上个月,带他去张家界旅游。经同意,导游把我们在凤凰古城参观“故居”的门票钱改为参观“老苗寨”。车行很久,经过一长段颠簸不平、只够一辆车通行的险峻山路,终于看到一个简陋的寨子。房子一律是用黄土自制的土坯垒成,窗户家家无玻璃,说是通风。整个寨子只有一间这样的土坯平房被称为“学校”,是左边低年纪、右边高年级地上课的。导游介绍,在寨内,寨民之间的“经济活动”一般采取“物物交换”。是啊,我想,在远离市场的地方,“货币符号”本没有大的意义。其实在延绵的湘西山区,我们参观的寨子已经算是很先进的了,因为去年通了大路,现代文明自然就更多地延伸到了这里。供我们参观的有家人家较富裕,应该是家里有人在外工作的,昏暗的客厅(与两边的卧室、厨房之间是没有隔墙的,整一个大间)里竟然摆放着冰箱、电视机、DVD等,但在寨子已通电的情况下,这些电器也是舍不得用的,买了,仿佛只是装饰品。在寨门口,照例是有些摊位,卖据说可以“驱蚊”的项链、手链等,价格竟然比凤凰贵,抱着“支援贫困山区”的想法,稍微买了些。也从一个嘴很甜的苗家小姑娘手上买了些自产的桃子,倒不贵,且甜。这地方海拔高,水果基本不会受病虫害,加上山路难走,化肥贵,苗民是不可能给水果施化肥的,所以我吃的绝对是“生态桃”。不知道当地政府有没意识到,在开发湘西山区苗寨旅游经济的时候,“生态水果”应是个很好的现成的突破口呢?
离开苗寨的车上,儿子憋不住了,说:妈妈,我将来大学毕业后要到这里来“支教”。

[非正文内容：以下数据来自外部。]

//! Discovery pipeline: fetch, parse, filter, validate
//!
//! Each stage is an explicit call so a caller can stop after any of them,
//! for instance to inspect candidates before probing.

use crate::proxy::models::{ProxyCandidate, ValidatedProxySet};
use crate::proxy::parser::ListingParser;
use crate::proxy::source::ListingSource;
use crate::proxy::validator::Validator;
use crate::Result;
use anyhow::anyhow;
use futures::future::join_all;
use tokio_util::sync::CancellationToken;
use tracing::{info, warn};

/// Runs listings through parsing, filtering and validation
#[derive(Debug, Clone, Default)]
pub struct Discovery {
    parser: ListingParser,
    validator: Validator,
    countries: Vec<String>,
}

impl Discovery {
    pub fn new(parser: ListingParser, validator: Validator) -> Self {
        Self {
            parser,
            validator,
            countries: Vec::new(),
        }
    }

    /// Keep only candidates whose country code is one of `codes`
    pub fn with_countries(mut self, codes: Vec<String>) -> Self {
        self.countries = codes
            .into_iter()
            .map(|code| code.trim().to_uppercase())
            .filter(|code| !code.is_empty())
            .collect();
        self
    }

    pub fn validator(&self) -> &Validator {
        &self.validator
    }

    /// Fetch and parse one listing
    pub async fn candidates(&self, source: &dyn ListingSource) -> Result<Vec<ProxyCandidate>> {
        let raw = source.fetch().await?;
        let candidates = self.parser.parse(&raw)?;
        info!(
            source = source.name(),
            candidates = candidates.len(),
            "Collected proxy candidates"
        );
        Ok(self.filter(candidates))
    }

    /// Fetch and parse several listings concurrently
    ///
    /// A listing that cannot be fetched or parsed is logged and skipped; an
    /// error is returned only when none of them produced a candidate list.
    pub async fn gather(&self, sources: &[Box<dyn ListingSource>]) -> Result<Vec<ProxyCandidate>> {
        if sources.is_empty() {
            return Ok(Vec::new());
        }

        let results = join_all(
            sources
                .iter()
                .map(|source| self.candidates(source.as_ref())),
        )
        .await;

        let mut all = Vec::new();
        let mut failures = 0usize;
        let mut last_error = None;
        for (source, result) in sources.iter().zip(results) {
            match result {
                Ok(candidates) => all.extend(candidates),
                Err(e) => {
                    warn!(source = source.name(), "Skipping listing: {:#}", e);
                    failures += 1;
                    last_error = Some(e);
                }
            }
        }

        if failures == sources.len() {
            return Err(last_error.unwrap_or_else(|| anyhow!("No listing could be read")));
        }

        Ok(all)
    }

    /// Apply the country filter, keeping listing order
    pub fn filter(&self, candidates: Vec<ProxyCandidate>) -> Vec<ProxyCandidate> {
        if self.countries.is_empty() {
            return candidates;
        }

        candidates
            .into_iter()
            .filter(|candidate| {
                let code = candidate.country_code.trim().to_uppercase();
                self.countries.contains(&code)
            })
            .collect()
    }

    /// Run the whole pipeline for a single listing
    pub async fn run(
        &self,
        source: &dyn ListingSource,
        cancel: CancellationToken,
    ) -> Result<ValidatedProxySet> {
        let candidates = self.candidates(source).await?;
        Ok(self.validator.validate_until(candidates, cancel).await)
    }
}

我说,好啊,这个妈妈支持你。但他又旋即苦恼:这孩子们读了书可以走出大山去,那年纪大的怎么办哪?我说,当地政府现在的政策是对的:修路,通电,发展旅游,这叫“造血”,让他们就地致富,比光是捐献财物的方法好很多。可是儿子不同意,说,这样也太慢了,卖这么些小零小碎的东西,能赚多少钱哪?再发展也好不到哪里去。我告诉他,发展是硬道理,旅游开发好了,游客的消费可以为这地方的进步作持续的贡献,等有了钱,也可以有象样的学校、医院、文化娱乐设施,生活质量不就上去了么?也许是眼见的贫困实在让他震惊,儿子无法想象这地方将来也可以发展得象我们江浙一带的农村一样富裕。他觉得这地方的人真是太可怜了,到处都是山,平地极少,连吃的粮食也种不了多少,苦到何时是个头呢?苦恼之余,终于“决定”:把他们统统接到外面城市里去好了,让他们去打工也比在这里强!我说,他们中很多连汉话都不会说,生活习惯又不同,很难适应城市的生活,怎么找工作?接出去,反而害了他们。儿子不服气:也有不太需要沟通的工作的,大不了让他们做环卫工人好了!我失笑:儿子哎,你这话就跟“没饭吃就吃肯德鸡”是一个意思,环卫工人的工作是好找的啊?导游也在旁边笑着补充:是啊,在我们这里,做环卫工人可是要“认识人”的,那是份好工作,一般人做不了。我并进一步将他的“军”:这连绵的山里还有无数个更落后的苗寨,还有很多很多更穷的苗民,你准不准备帮?把他们“统统运出去”?可没有这么多的“环卫工人”岗位啊。见问题实在棘手,儿子被迫抛出了个更“宏伟”的计划:那我赚很多很多的钱!赚一个亿!我办很多工厂,让他们统统到我的厂里打工!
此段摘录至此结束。